Along the highway in Lazi town is a century-old balete tree with a spring beneath its roots. Local residents say that at the start of the millennium, a group of Japanese treasure hunters came to retrieve hidden riches beneath the roots of the tree. This could explain the presence of a 7.3-meter-deep hole near its roots, where nothing can be seen but deep-blue water.
Three iguanas have reportedly made the tree their home, but it is said that they seldom show themselves to tourists.
Tilapia and pai-pait fishes now live in the spring waters. You can swim also with the fish if you like, in this version of a fish spa.
Then there is Cambugahay Falls in Lazi, a multitiered waterfall that is best described as enchanting, evoking images of paradise found. Being there is like going back in time when the world was young and nature was untouched.
Three natural pools give swimmers options on where to take a plunge.
Caretaker Emerico Ligutom will teach the adventurous how to hold on to a balagon vine attached to an ambalod tree and when to jump. That brief moment when you lift your feet off the ground, let go of the vine and wait for your body to hit the cold waters will soothe your soul and take a lot of your stress away.

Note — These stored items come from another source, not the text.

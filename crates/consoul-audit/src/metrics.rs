use prometheus::{CounterVec, Encoder, GaugeVec, HistogramVec, Opts, Registry, TextEncoder};

/// Stable histogram buckets for request latency, taken from the donor's
/// `observability/metrics.py` (§0, §4.11).
const LATENCY_BUCKETS: &[f64] = &[0.01, 0.05, 0.1, 0.25, 0.5, 1.0, 2.5, 5.0, 10.0, 30.0, 60.0];

/// The `consoul_*` instrument family from §4.11. Construction never panics:
/// if the `prometheus` registry fails to build (e.g. a duplicate metric
/// name was already registered in-process), every `record_*` call becomes a
/// no-op rather than crashing the caller (§4.11: "If the metrics library is
/// absent, the collector degrades to no-ops without affecting correctness").
pub struct MetricsCollector {
    registry: Registry,
    inner: Option<Instruments>,
}

struct Instruments {
    request_total: CounterVec,
    request_latency: HistogramVec,
    token_usage_total: CounterVec,
    active_sessions: GaugeVec,
    tool_executions_total: CounterVec,
    errors_total: CounterVec,
    redis_degraded: GaugeVec,
    redis_recovered_total: CounterVec,
    circuit_breaker_state: GaugeVec,
    circuit_breaker_trips_total: CounterVec,
    circuit_breaker_rejections_total: CounterVec,
}

impl MetricsCollector {
    pub fn new() -> Self {
        Self::with_registry(Registry::new())
    }

    pub fn with_registry(registry: Registry) -> Self {
        match Self::build(&registry) {
            Ok(inner) => Self { registry, inner: Some(inner) },
            Err(e) => {
                tracing::warn!(error = %e, "metrics registry construction failed; degrading to no-op");
                Self { registry, inner: None }
            }
        }
    }

    fn build(registry: &Registry) -> prometheus::Result<Instruments> {
        let request_total = CounterVec::new(
            Opts::new("consoul_request_total", "Total request count"),
            &["endpoint", "method", "status", "model"],
        )?;
        let request_latency = HistogramVec::new(
            prometheus::HistogramOpts::new("consoul_request_latency_seconds", "Request latency in seconds")
                .buckets(LATENCY_BUCKETS.to_vec()),
            &["endpoint", "method"],
        )?;
        let token_usage_total = CounterVec::new(
            Opts::new("consoul_token_usage_total", "Token usage count"),
            &["direction", "model", "session_id"],
        )?;
        let active_sessions = GaugeVec::new(Opts::new("consoul_active_sessions", "Number of active sessions"), &[])?;
        let tool_executions_total = CounterVec::new(
            Opts::new("consoul_tool_executions_total", "Tool execution count"),
            &["tool_name", "status"],
        )?;
        let errors_total =
            CounterVec::new(Opts::new("consoul_errors_total", "Error count"), &["endpoint", "error_type"])?;
        let redis_degraded = GaugeVec::new(
            Opts::new("consoul_redis_degraded", "Whether Redis is in degraded mode (1=degraded, 0=healthy)"),
            &[],
        )?;
        let redis_recovered_total = CounterVec::new(
            Opts::new("consoul_redis_recovered_total", "Total number of Redis connection recoveries"),
            &[],
        )?;
        let circuit_breaker_state = GaugeVec::new(
            Opts::new("consoul_circuit_breaker_state", "Circuit breaker state (0=closed, 1=open, 2=half-open)"),
            &["provider"],
        )?;
        let circuit_breaker_trips_total = CounterVec::new(
            Opts::new("consoul_circuit_breaker_trips_total", "Circuit breaker trip count"),
            &["provider"],
        )?;
        let circuit_breaker_rejections_total = CounterVec::new(
            Opts::new("consoul_circuit_breaker_rejections_total", "Requests rejected by an open breaker"),
            &["provider"],
        )?;

        registry.register(Box::new(request_total.clone()))?;
        registry.register(Box::new(request_latency.clone()))?;
        registry.register(Box::new(token_usage_total.clone()))?;
        registry.register(Box::new(active_sessions.clone()))?;
        registry.register(Box::new(tool_executions_total.clone()))?;
        registry.register(Box::new(errors_total.clone()))?;
        registry.register(Box::new(redis_degraded.clone()))?;
        registry.register(Box::new(redis_recovered_total.clone()))?;
        registry.register(Box::new(circuit_breaker_state.clone()))?;
        registry.register(Box::new(circuit_breaker_trips_total.clone()))?;
        registry.register(Box::new(circuit_breaker_rejections_total.clone()))?;

        Ok(Instruments {
            request_total,
            request_latency,
            token_usage_total,
            active_sessions,
            tool_executions_total,
            errors_total,
            redis_degraded,
            redis_recovered_total,
            circuit_breaker_state,
            circuit_breaker_trips_total,
            circuit_breaker_rejections_total,
        })
    }

    pub fn record_request(&self, endpoint: &str, method: &str, status: u16, latency_secs: f64, model: &str) {
        let Some(i) = &self.inner else { return };
        i.request_total.with_label_values(&[endpoint, method, &status.to_string(), model]).inc();
        i.request_latency.with_label_values(&[endpoint, method]).observe(latency_secs);
    }

    pub fn record_tokens(&self, input_tokens: u64, output_tokens: u64, model: &str, session_id: &str) {
        let Some(i) = &self.inner else { return };
        i.token_usage_total.with_label_values(&["input", model, session_id]).inc_by(input_tokens as f64);
        i.token_usage_total.with_label_values(&["output", model, session_id]).inc_by(output_tokens as f64);
    }

    pub fn set_active_sessions(&self, count: i64) {
        let Some(i) = &self.inner else { return };
        i.active_sessions.with_label_values(&[]).set(count as f64);
    }

    pub fn record_tool_execution(&self, tool_name: &str, success: bool) {
        let Some(i) = &self.inner else { return };
        let status = if success { "success" } else { "failure" };
        i.tool_executions_total.with_label_values(&[tool_name, status]).inc();
    }

    pub fn record_error(&self, endpoint: &str, error_type: &str) {
        let Some(i) = &self.inner else { return };
        i.errors_total.with_label_values(&[endpoint, error_type]).inc();
    }

    pub fn set_redis_degraded(&self, degraded: bool) {
        let Some(i) = &self.inner else { return };
        i.redis_degraded.with_label_values(&[]).set(if degraded { 1.0 } else { 0.0 });
    }

    pub fn record_redis_recovered(&self) {
        let Some(i) = &self.inner else { return };
        i.redis_recovered_total.with_label_values(&[]).inc();
    }

    pub fn set_circuit_breaker_state(&self, provider: &str, state: u8) {
        let Some(i) = &self.inner else { return };
        i.circuit_breaker_state.with_label_values(&[provider]).set(state as f64);
    }

    pub fn record_circuit_breaker_trip(&self, provider: &str) {
        let Some(i) = &self.inner else { return };
        i.circuit_breaker_trips_total.with_label_values(&[provider]).inc();
    }

    pub fn record_circuit_breaker_rejection(&self, provider: &str) {
        let Some(i) = &self.inner else { return };
        i.circuit_breaker_rejections_total.with_label_values(&[provider]).inc();
    }

    /// Whether the registry built successfully. `consoul-server`'s `/health`
    /// handler and tests use this; correctness of the rest of the system
    /// never depends on it (§4.11).
    pub fn enabled(&self) -> bool {
        self.inner.is_some()
    }

    /// Renders the Prometheus text exposition format for the `/metrics`
    /// listener (§6, a separate port from the chat server).
    pub fn encode(&self) -> Vec<u8> {
        let families = self.registry.gather();
        let mut buf = Vec::new();
        let encoder = TextEncoder::new();
        let _ = encoder.encode(&families, &mut buf);
        buf
    }
}

impl Default for MetricsCollector {
    fn default() -> Self {
        Self::new()
    }
}

#[cfg(test)]
mod tests {
    use super::*;

    #[test]
    fn records_without_panicking_and_encodes_text_format() {
        let metrics = MetricsCollector::new();
        assert!(metrics.enabled());
        metrics.record_request("/chat", "POST", 200, 0.25, "gpt-4o");
        metrics.record_tokens(10, 20, "gpt-4o", "s1");
        metrics.set_active_sessions(3);
        metrics.record_tool_execution("bash", true);
        metrics.record_error("/chat", "validation");
        metrics.set_redis_degraded(true);
        metrics.record_redis_recovered();
        metrics.set_circuit_breaker_state("openai", 1);
        metrics.record_circuit_breaker_trip("openai");
        metrics.record_circuit_breaker_rejection("openai");

        let text = String::from_utf8(metrics.encode()).unwrap();
        assert!(text.contains("consoul_request_total"));
        assert!(text.contains("consoul_circuit_breaker_state"));
    }

    #[test]
    fn duplicate_registration_degrades_to_noop_not_panic() {
        let registry = Registry::new();
        let _first = MetricsCollector::with_registry(registry.clone());
        let second = MetricsCollector::with_registry(registry);
        assert!(!second.enabled());
        // Must not panic even though the instruments are absent.
        second.record_request("/chat", "POST", 200, 0.1, "gpt-4o");
    }
}
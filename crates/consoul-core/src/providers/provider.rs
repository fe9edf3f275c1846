use crate::tools::tool::ToolDef;
use anyhow::Result;
use async_trait::async_trait;
use serde::{Deserialize, Serialize};
use tokio::sync::mpsc;

#[derive(Debug, Clone, Serialize, Deserialize)]
pub enum Role {
    System,
    User,
    Assistant,
    Tool,
}

#[derive(Debug, Clone, Serialize, Deserialize)]
pub struct Message {
    pub role: Role,
    pub content: String,
    pub tool_call_id: Option<String>,
    /// Tool name — populated on Tool role messages (required by some providers)
    pub tool_name: Option<String>,
    /// Populated on assistant messages that requested tool calls
    pub tool_calls: Option<Vec<ToolCall>>,
}

impl Message {
    pub fn system(content: impl Into<String>) -> Self {
        Self {
            role: Role::System,
            content: content.into(),
            tool_call_id: None,
            tool_name: None,
            tool_calls: None,
        }
    }
    pub fn user(content: impl Into<String>) -> Self {
        Self {
            role: Role::User,
            content: content.into(),
            tool_call_id: None,
            tool_name: None,
            tool_calls: None,
        }
    }
    pub fn assistant(content: impl Into<String>) -> Self {
        Self {
            role: Role::Assistant,
            content: content.into(),
            tool_call_id: None,
            tool_name: None,
            tool_calls: None,
        }
    }
    pub fn assistant_tool_calls(calls: Vec<ToolCall>) -> Self {
        Self {
            role: Role::Assistant,
            content: String::new(),
            tool_call_id: None,
            tool_name: None,
            tool_calls: Some(calls),
        }
    }
    pub fn tool_result(
        content: impl Into<String>,
        tool_call_id: impl Into<String>,
        tool_name: impl Into<String>,
    ) -> Self {
        Self {
            role: Role::Tool,
            content: content.into(),
            tool_call_id: Some(tool_call_id.into()),
            tool_name: Some(tool_name.into()),
            tool_calls: None,
        }
    }
}

#[derive(Debug, Clone, Serialize, Deserialize)]
pub struct ToolCall {
    pub id: String,
    pub name: String,
    pub args: serde_json::Value,
    /// Gemini thinking models attach a thought_signature that must be echoed back
    #[serde(skip_serializing_if = "Option::is_none")]
    pub thought_signature: Option<String>,
}

#[derive(Debug, Clone, Serialize, Deserialize)]
pub struct TokenUsage {
    pub input_tokens: u32,
    pub output_tokens: u32,
}

#[derive(Debug)]
pub enum LlmResponse {
    Message {
        content: String,
        usage: TokenUsage,
    },
    ToolCalls {
        calls: Vec<ToolCall>,
        usage: TokenUsage,
    },
}

/// Classifies a provider-side stream error for §7's error taxonomy. A
/// breaker failure is anything other than `UserCaused`/`TokenLimit` (§4.6).
#[derive(Debug, Clone, Copy, PartialEq, Eq, Serialize, Deserialize)]
#[serde(rename_all = "snake_case")]
pub enum ProviderErrorKind {
    /// Transport/connection failure — counts as a breaker failure.
    Transport,
    /// Missing/invalid credentials — user-caused, never a breaker failure.
    Auth,
    /// Provider-reported quota or rate limit — counts as a breaker failure.
    RateLimit,
    /// Context window exhausted — recoverable, never a breaker failure.
    TokenLimit,
    /// Caller passed an unsupported model/capability — user-caused.
    Unsupported,
    /// Anything else.
    Other,
}

impl ProviderErrorKind {
    /// Whether this kind should trip the circuit breaker (§4.6: "A failure
    /// is any provider exception except user-caused errors ... token limits
    /// ... do not count as breaker failures").
    pub fn counts_as_breaker_failure(self) -> bool {
        !matches!(
            self,
            ProviderErrorKind::Auth | ProviderErrorKind::TokenLimit | ProviderErrorKind::Unsupported
        )
    }
}

#[derive(Debug, Clone)]
pub enum StreamChunk {
    /// Incremental text token from the model
    Delta { text: String },
    /// Tool call ready (args fully accumulated)
    ToolCallReady { call: ToolCall },
    /// Final usage stats, signals end of stream
    Done { usage: TokenUsage },
    /// The stream ended abnormally. `partial_text` carries whatever text had
    /// already been emitted as `Delta` chunks so the caller can preserve it
    /// in history rather than discard the turn (§4.7 step 7e).
    Error {
        kind: ProviderErrorKind,
        message: String,
        partial_text: Option<String>,
    },
}

#[async_trait]
pub trait LlmProvider: Send + Sync {
    async fn complete(&self, messages: &[Message], tools: &[ToolDef]) -> Result<LlmResponse>;

    async fn stream_complete(
        &self,
        messages: &[Message],
        tools: &[ToolDef],
        tx: mpsc::Sender<StreamChunk>,
    ) -> Result<()>;

    /// Whether this provider can be offered tool definitions.
    fn supports_tools(&self) -> bool {
        true
    }

    /// Whether this provider accepts image/vision content blocks.
    fn supports_vision(&self) -> bool {
        false
    }

    /// Context window in tokens, if known without a registry lookup.
    fn context_window(&self) -> Option<usize> {
        None
    }
}

/// Allow `Arc<dyn LlmProvider>` to be used wherever `impl LlmProvider` is expected.
#[async_trait]
impl LlmProvider for std::sync::Arc<dyn LlmProvider> {
    async fn complete(&self, messages: &[Message], tools: &[ToolDef]) -> Result<LlmResponse> {
        (**self).complete(messages, tools).await
    }

    async fn stream_complete(
        &self,
        messages: &[Message],
        tools: &[ToolDef],
        tx: mpsc::Sender<StreamChunk>,
    ) -> Result<()> {
        (**self).stream_complete(messages, tools, tx).await
    }
}
fn classify_rm(args: &[String]) -> CommandRisk {
    let recursive = flags_joined(args).to_lowercase().contains('r');
    let mut worst = CommandRisk::safe("no path argument");
    for path in non_flag_args(args) {
        let risk = if path == "/" {
            CommandRisk::blocked("targets the filesystem root", "rm /", vec!["never delete '/'".to_string()])
        } else if is_system_path(path) {
            CommandRisk::blocked(
                format!("targets the system path '{path}'"),
                path.to_string(),
                vec!["never delete files under system directories".to_string()],
            )
        } else if is_wildcard(path) {
            CommandRisk::dangerous(
                format!("deletes everything matching the wildcard '{path}'"),
                vec!["list matches first with the same glob before deleting".to_string()],
            )
        } else if recursive {
            CommandRisk::dangerous(
                format!("recursively deletes '{path}'"),
                vec!["confirm the target directory before recursive deletion".to_string()],
            )
        } else {
            CommandRisk::caution(format!("removes the single file '{path}'"))
        };
        if risk.level > worst.level {
            worst = risk;
        }
    }
    worst
}

fn classify_chmod(args: &[String]) -> CommandRisk {
    let recursive = flags_joined(args).to_lowercase().contains('r');
    let mode = non_flag_args(args).first().copied().unwrap_or("");
    if mode == "777" || mode == "666" {
        return CommandRisk::dangerous(
            format!("sets world-writable permissions ({mode})"),
            vec!["use the narrowest permission bits that work".to_string()],
        );
    }
    if recursive {
        if let Some(path) = non_flag_args(args).get(1) {
            if is_system_path(path) {
                return CommandRisk::dangerous(
                    format!("recursively changes permissions under system path '{path}'"),
                    vec!["scope the recursive chmod to a non-system directory".to_string()],
                );
            }
        }
    }
    CommandRisk::caution("changes file permissions")
}

fn classify_kill(args: &[String]) -> CommandRisk {
    let has_sigkill = args.iter().any(|a| {
        let lower = a.to_lowercase();
        lower == "-9" || lower == "-sigkill"
    });
    if has_sigkill {
        CommandRisk::dangerous(
            "sends SIGKILL, which bypasses graceful shutdown",
            vec!["try a plain TERM signal before KILL".to_string()],
        )
    } else {
        CommandRisk::caution("terminates a process")
    }
}
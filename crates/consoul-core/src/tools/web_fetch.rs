use super::tool::{Tool, ToolResult};
use anyhow::Result;
use async_trait::async_trait;
use reqwest::{Client, Method};
use serde_json::json;

pub struct WebFetchTool {
    client: Client,
}

impl WebFetchTool {
    pub fn new() -> Self {
        Self {
            client: Client::builder()
                .user_agent("consoul/0.1")
                .build()
                .expect("failed to build reqwest client"),
        }
    }

    #[cfg(test)]
    pub fn with_client(client: Client) -> Self {
        Self { client }
    }
}

impl Default for WebFetchTool {
    fn default() -> Self {
        Self::new()
    }
}

#[async_trait]
impl Tool for WebFetchTool {
    fn name(&self) -> &str {
        "web_fetch"
    }

    fn description(&self) -> &str {
        "Fetch content from a URL. Supports GET and POST. Returns the response body as text."
    }

    fn parameters(&self) -> serde_json::Value {
        json!({
            "type": "object",
            "properties": {
                "url": {
                    "type": "string",
                    "description": "The URL to fetch"
                },
                "method": {
                    "type": "string",
                    "description": "HTTP method: GET or POST (default: GET)",
                    "enum": ["GET", "POST"]
                },
                "body": {
                    "type": "string",
                    "description": "Request body for POST requests"
                },
                "headers": {
                    "type": "object",
                    "description": "Optional HTTP headers as key-value pairs"
                },
                "timeout_secs": {
                    "type": "integer",
                    "description": "Timeout in seconds (default: 30)"
                }
            },
            "required": ["url"]
        })
    }

    async fn call(&self, args: serde_json::Value) -> Result<ToolResult> {
        let url = args["url"]
            .as_str()
            .ok_or_else(|| anyhow::anyhow!("Missing 'url' argument"))?;

        let method = match args["method"].as_str().unwrap_or("GET") {
            "POST" => Method::POST,
            _ => Method::GET,
        };

        let timeout_secs = args["timeout_secs"].as_u64().unwrap_or(30);

        let mut req = self.client.request(method, url).timeout(
            std::time::Duration::from_secs(timeout_secs),
        );

        if let Some(headers) = args["headers"].as_object() {
            for (k, v) in headers {
                if let Some(v) = v.as_str() {
                    req = req.header(k.as_str(), v);
                }
            }
        }

        if let Some(body) = args["body"].as_str() {
            req = req.body(body.to_string());
        }

        let response = req.send().await.map_err(|e| anyhow::anyhow!("Request failed: {e}"))?;

        let status = response.status();
        let is_error = status.is_client_error() || status.is_server_error();

        let body = response
            .text()
            .await
            .map_err(|e| anyhow::anyhow!("Failed to read response body: {e}"))?;

        let content = format!("HTTP {}\n\n{}", status.as_u16(), body);

        Ok(ToolResult { content, is_error })
    }
}

#[cfg(test)]
mod tests {
    use super::*;
    use serde_json::json;
    use std::convert::Infallible;
    use std::net::SocketAddr;
    use http_body_util::Full;
    use hyper::body::Bytes;
    use hyper::server::conn::http1;
    use hyper::service::service_fn;
    use hyper::{Request, Response};
    use hyper_util::rt::TokioIo;
    use tokio::net::TcpListener;

    async fn serve_once<F, Fut>(handler: F) -> SocketAddr
    where
        F: Fn(Request<hyper::body::Incoming>) -> Fut + Send + 'static,
        Fut: std::future::Future<Output = Result<Response<Full<Bytes>>, Infallible>>
            + Send
            + 'static,
    {
        let listener = TcpListener::bind("127.0.0.1:0").await.unwrap();
        let addr = listener.local_addr().unwrap();

        tokio::spawn(async move {
            let (stream, _) = listener.accept().await.unwrap();
            http1::Builder::new()
                .serve_connection(TokioIo::new(stream), service_fn(handler))
                .await
                .ok();
        });

        addr
    }

    fn tool() -> WebFetchTool {
        WebFetchTool::new()
    }

    // --- parameter validation ---

    #[tokio::test]
    async fn missing_url_returns_error() {
        let result = tool().call(json!({})).await;
        assert!(result.is_err());
        assert!(result.unwrap_err().to_string().contains("url"));
    }

    // --- GET ---

    #[tokio::test]
    async fn get_200_returns_body() {
        let addr = serve_once(|_req| async {
            Ok::<_, Infallible>(Response::new(Full::new(Bytes::from("hello krabs"))))
        })
        .await;

        let result = tool()
            .call(json!({ "url": format!("http://{addr}/") }))
            .await
            .unwrap();

        assert!(!result.is_error);
        assert!(result.content.contains("200"));
        assert!(result.content.contains("hello krabs"));
    }

    #[tokio::test]
    async fn get_404_sets_is_error() {
        let addr = serve_once(|_req| async {
            Ok::<_, Infallible>(
                Response::builder()
                    .status(404)
                    .body(Full::new(Bytes::from("not found")))
                    .unwrap(),
            )
        })
        .await;

        let result = tool()
            .call(json!({ "url": format!("http://{addr}/missing") }))
            .await
            .unwrap();

        assert!(result.is_error);
        assert!(result.content.contains("404"));
    }

    #[tokio::test]
    async fn get_500_sets_is_error() {
        let addr = serve_once(|_req| async {
            Ok::<_, Infallible>(
                Response::builder()
                    .status(500)
                    .body(Full::new(Bytes::from("oops")))
                    .unwrap(),
            )
        })
        .await;

        let result = tool()
            .call(json!({ "url": format!("http://{addr}/boom") }))
            .await
            .unwrap();

        assert!(result.is_error);
        assert!(result.content.contains("500"));
    }

    // --- POST ---

    #[tokio::test]
    async fn post_sends_body_and_returns_response() {
        use http_body_util::BodyExt;

        let addr = serve_once(|req| async move {
            assert_eq!(req.method(), hyper::Method::POST);
            let body_bytes = req.collect().await.unwrap().to_bytes();
            let echo = format!("echo: {}", String::from_utf8_lossy(&body_bytes));
            Ok::<_, Infallible>(Response::new(Full::new(Bytes::from(echo))))
        })
        .await;

        let result = tool()
            .call(json!({
                "url": format!("http://{addr}/"),
                "method": "POST",
                "body": "ping"
            }))
            .await
            .unwrap();

        assert!(!result.is_error);
        assert!(result.content.contains("echo: ping"));
    }

    // --- headers ---

    #[tokio::test]
    async fn custom_headers_are_forwarded() {
        let addr = serve_once(|req| async move {
            let val = req
                .headers()
                .get("x-krabs-test")
                .and_then(|v| v.to_str().ok())
                .unwrap_or("")
                .to_string();
            Ok::<_, Infallible>(Response::new(Full::new(Bytes::from(val))))
        })
        .await;

        let result = tool()
            .call(json!({
                "url": format!("http://{addr}/"),
                "headers": { "x-krabs-test": "sentinel" }
            }))
            .await
            .unwrap();

        assert!(!result.is_error);
        assert!(result.content.contains("sentinel"));
    }

    // --- timeout ---

    #[tokio::test]
    async fn timeout_returns_err() {
        let listener = TcpListener::bind("127.0.0.1:0").await.unwrap();
        let addr = listener.local_addr().unwrap();

        // Accept but never reply — simulates a hung server.
        tokio::spawn(async move {
            let (_stream, _) = listener.accept().await.unwrap();
            tokio::time::sleep(std::time::Duration::from_secs(60)).await;
        });

        let result = tool()
            .call(json!({
                "url": format!("http://{addr}/"),
                "timeout_secs": 1
            }))
            .await;

        assert!(result.is_err());
        let msg = result.unwrap_err().to_string();
        assert!(msg.contains("Request failed"), "unexpected: {msg}");
    }
}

After taking the plunge, tourists can refresh themselves with a glass of buko juice for only P20.
The island has long stretches of white-sand beaches and blue-green waters that are great places for swimming. For P15, tourists can dive from a cliff at Salagdoong Beach Resort in Maria. There are more public beaches in the town of Enrique Villanueva where mangroves grow abundantly and rocks with unusual formations are serendipitous discoveries.
Visitors can enjoy playing in the sand, marveling at lilac flowers by the shore and swimming to their hearts’ content in the pristine waters of Barangays Libo, Kagusuan, Camogao and Bino-ongan, without having to pay a single centavo.
If the beaches are not inviting enough, there is always Guiwanon Spring Park in Larena town, a mangrove sanctuary and nursery with a spring beside the sea. Guiwanon in the local dialect means “where the freshwater meets the sea.”
The entrance fee to the sanctuary is only P10, and, once inside, you can swim without paying extra. The blue brackish water entices children to dive into the waters under the shade of mangroves and tree houses.
The beauty of Siquijor does not lie in potions that its so-called “sorcerers” mix and brew, which the island is famous for.
It is in experiencing the raw gifts of nature offered, almost as giveaways, on this mystical and magical island.
Before starting on your adventure, here are some facts you may find useful. Larena town in Siquijor province is the only municipality with automated teller machines (ATMs) on the island (Land Bank of the Philippines and Philippine Nationa Bank).
Visit the tourism office in the provincial capitol or call ahead of time at (035) 3442088 for a directory of hotels, resorts, camping sites and lodging houses. They will help book your accommodations, with prices ranging from P100 to P1,000 per person per night.
If traveling alone or in pairs, a motorcycle can be rented for P250 per day. The islanders will provide maps to the disoriented. Another option is to hire a pedicab at P1,000 for the coastal tour and P1,200 for the mountain tour. A multicab can also be rented for P3,500 for families or group tours.
Local drivers are easy to negotiate with and can also act as tour guides.
There are also a number of eateries and restaurants along the highway all over the island, serving island food at affordable prices.